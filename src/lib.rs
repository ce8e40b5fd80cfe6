//! recsys-router - routing proxy for book recommendation backends
//!
//! This library keeps a fixed registry of recommender backends ("models"), tracks which one is
//! active, lets operators switch it at runtime, and proxies recommendation, similar-books and
//! diversity queries to the active backend, hydrating the results into full book records.

use axum::Router;
use axum::middleware;
use axum::routing::{get, put};
use axum_prometheus::{
    GenericMetricLayer, Handle, PrometheusMetricLayerBuilder,
    metrics_exporter_prometheus::PrometheusHandle,
};
use std::borrow::Cow;
use std::sync::Arc;
use std::time::Duration;
use tracing::{info, instrument};

pub mod auth;
pub mod catalog;
pub mod client;
pub mod errors;
pub mod handlers;
pub mod models;
pub mod proxy;
pub mod registry;
pub mod router;
pub mod selector;

use auth::{KeySet, require_admin_key};
use catalog::BookLookup;
use client::HttpClient;
use handlers::{
    activate_model, active_model, diversity_books, list_models, recommendations, similar_books,
};
use proxy::RecommendationProxy;
use router::RecsysRouter;

/// Prefix the API is mounted under unless configured otherwise.
pub const DEFAULT_API_PREFIX: &str = "/api/v1";

/// The main application state: the routing core, the proxy built on it, and the admin keys
#[derive(Clone, Debug)]
pub struct AppState<T: HttpClient> {
    pub recsys: Arc<RecsysRouter>,
    pub proxy: RecommendationProxy<T>,
    pub admin_keys: Arc<KeySet>,
}

impl<T: HttpClient + Send + Sync> AppState<T> {
    /// Create a new AppState around an HTTP client. Custom clients are useful for testing.
    pub fn with_client(
        recsys: RecsysRouter,
        http_client: T,
        books: Arc<dyn BookLookup>,
        timeout: Duration,
    ) -> Self {
        let recsys = Arc::new(recsys);
        let proxy = RecommendationProxy::new(Arc::clone(&recsys), http_client, books, timeout);
        Self {
            recsys,
            proxy,
            admin_keys: Arc::new(KeySet::new()),
        }
    }

    /// Require one of `keys` as a bearer token on the admin endpoints.
    pub fn with_admin_keys(mut self, keys: KeySet) -> Self {
        self.admin_keys = Arc::new(keys);
        self
    }
}

/// Build the main router. Under `api_prefix` it serves:
/// - `/recommendation/active-model` - the active model
/// - `/recommendations`, `/similar-books`, `/diversity-books` - proxied queries
/// - `/admin/recommendation/models[/{model_key}]` - listing and switching, behind the admin keys
#[instrument(skip(state))]
pub fn build_router<T: HttpClient + Clone + Send + Sync + 'static>(
    state: AppState<T>,
    api_prefix: &str,
) -> Router {
    info!("Building router");
    let admin = Router::new()
        .route("/admin/recommendation/models", get(list_models))
        .route(
            "/admin/recommendation/models/{model_key}",
            put(activate_model),
        )
        .route_layer(middleware::from_fn_with_state(
            Arc::clone(&state.admin_keys),
            require_admin_key,
        ));

    let api = Router::new()
        .route("/recommendation/active-model", get(active_model))
        .route("/recommendations", get(recommendations))
        .route("/similar-books", get(similar_books))
        .route("/diversity-books", get(diversity_books))
        .merge(admin)
        .with_state(state);

    let prefix = api_prefix.trim_matches('/');
    if prefix.is_empty() {
        api
    } else {
        Router::new().nest(&format!("/{prefix}"), api)
    }
}

/// Builds a router for the metrics endpoint.
#[instrument(skip(handle))]
pub fn build_metrics_router(handle: PrometheusHandle) -> Router {
    info!("Building metrics router");
    Router::new().route(
        "/metrics",
        axum::routing::get(move || async move { handle.render() }),
    )
}

type MetricsLayerAndHandle = (
    GenericMetricLayer<'static, PrometheusHandle, Handle>,
    PrometheusHandle,
);

/// Builds a layer and handle for prometheus metrics collection, with every metric name starting
/// with `prefix`.
pub fn build_metrics_layer_and_handle(
    prefix: impl Into<Cow<'static, str>>,
) -> MetricsLayerAndHandle {
    info!("Building metrics layer");
    PrometheusMetricLayerBuilder::new()
        .with_prefix(prefix)
        .enable_response_body_size(true)
        .with_endpoint_label_type(axum_prometheus::EndpointLabel::Exact)
        .with_default_metrics()
        .build_pair()
}

#[cfg(test)]
pub mod test_utils {
    use super::*;
    use crate::errors::BookLookupError;
    use crate::models::BookResponse;
    use async_trait::async_trait;
    use axum::http::StatusCode;
    use std::collections::HashMap;
    use std::sync::Mutex;

    #[derive(Debug, Clone)]
    pub enum MockReply {
        Respond(StatusCode, String),
        Fail(String),
        Hang,
    }

    #[derive(Debug, Clone)]
    pub struct MockHttpClient {
        pub requests: Arc<Mutex<Vec<MockRequest>>>,
        reply: MockReply,
    }

    #[derive(Debug, Clone)]
    pub struct MockRequest {
        pub method: String,
        pub uri: String,
        pub headers: Vec<(String, String)>,
    }

    impl MockHttpClient {
        pub fn new(status: StatusCode, body: &str) -> Self {
            Self::with_reply(MockReply::Respond(status, body.to_string()))
        }

        /// Every request fails at the transport level.
        pub fn failing(message: &str) -> Self {
            Self::with_reply(MockReply::Fail(message.to_string()))
        }

        /// Requests never complete.
        pub fn hanging() -> Self {
            Self::with_reply(MockReply::Hang)
        }

        fn with_reply(reply: MockReply) -> Self {
            Self {
                requests: Arc::new(Mutex::new(Vec::new())),
                reply,
            }
        }

        pub fn get_requests(&self) -> Vec<MockRequest> {
            self.requests.lock().unwrap().clone()
        }
    }

    #[async_trait]
    impl HttpClient for MockHttpClient {
        async fn request(
            &self,
            req: axum::extract::Request,
        ) -> Result<axum::response::Response, Box<dyn std::error::Error + Send + Sync>> {
            let mock_request = MockRequest {
                method: req.method().to_string(),
                uri: req.uri().to_string(),
                headers: req
                    .headers()
                    .iter()
                    .map(|(k, v)| (k.to_string(), v.to_str().unwrap_or("").to_string()))
                    .collect(),
            };
            self.requests.lock().unwrap().push(mock_request);

            match &self.reply {
                MockReply::Respond(status, body) => Ok(axum::response::Response::builder()
                    .status(*status)
                    .header("content-type", "application/json")
                    .body(axum::body::Body::from(body.clone()))
                    .unwrap()),
                MockReply::Fail(message) => Err(message.clone().into()),
                MockReply::Hang => std::future::pending().await,
            }
        }
    }

    /// In-memory stand-in for the book catalog.
    #[derive(Debug, Default)]
    pub struct MockCatalog {
        books: HashMap<i64, BookResponse>,
    }

    impl MockCatalog {
        pub fn with_books(books: Vec<BookResponse>) -> Self {
            Self {
                books: books.into_iter().map(|book| (book.id, book)).collect(),
            }
        }
    }

    #[async_trait]
    impl BookLookup for MockCatalog {
        async fn get_book(&self, id: i64) -> Result<BookResponse, BookLookupError> {
            self.books
                .get(&id)
                .cloned()
                .ok_or(BookLookupError::NotFound(id))
        }
    }

    pub fn book(id: i64, title: &str) -> BookResponse {
        BookResponse {
            id,
            title: title.to_string(),
            description: None,
            cover_image_url: None,
            publication_year: None,
            publisher: None,
            created_at: None,
            updated_at: None,
        }
    }
}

- [PROBLEM DETAILS] Which lines above run from the one containing "useful for testing." down to the one containing "the active model"? Repeat exactly those, both ends included, and nothing else.

- [ANSWER FOR THIS EXERCISE]
    /// Create a new AppState around an HTTP client. Custom clients are useful for testing.
    pub fn with_client(
        recsys: RecsysRouter,
        http_client: T,
        books: Arc<dyn BookLookup>,
        timeout: Duration,
    ) -> Self {
        let recsys = Arc::new(recsys);
        let proxy = RecommendationProxy::new(Arc::clone(&recsys), http_client, books, timeout);
        Self {
            recsys,
            proxy,
            admin_keys: Arc::new(KeySet::new()),
        }
    }

    /// Require one of `keys` as a bearer token on the admin endpoints.
    pub fn with_admin_keys(mut self, keys: KeySet) -> Self {
        self.admin_keys = Arc::new(keys);
        self
    }
}

/// Build the main router. Under `api_prefix` it serves:
/// - `/recommendation/active-model` - the active model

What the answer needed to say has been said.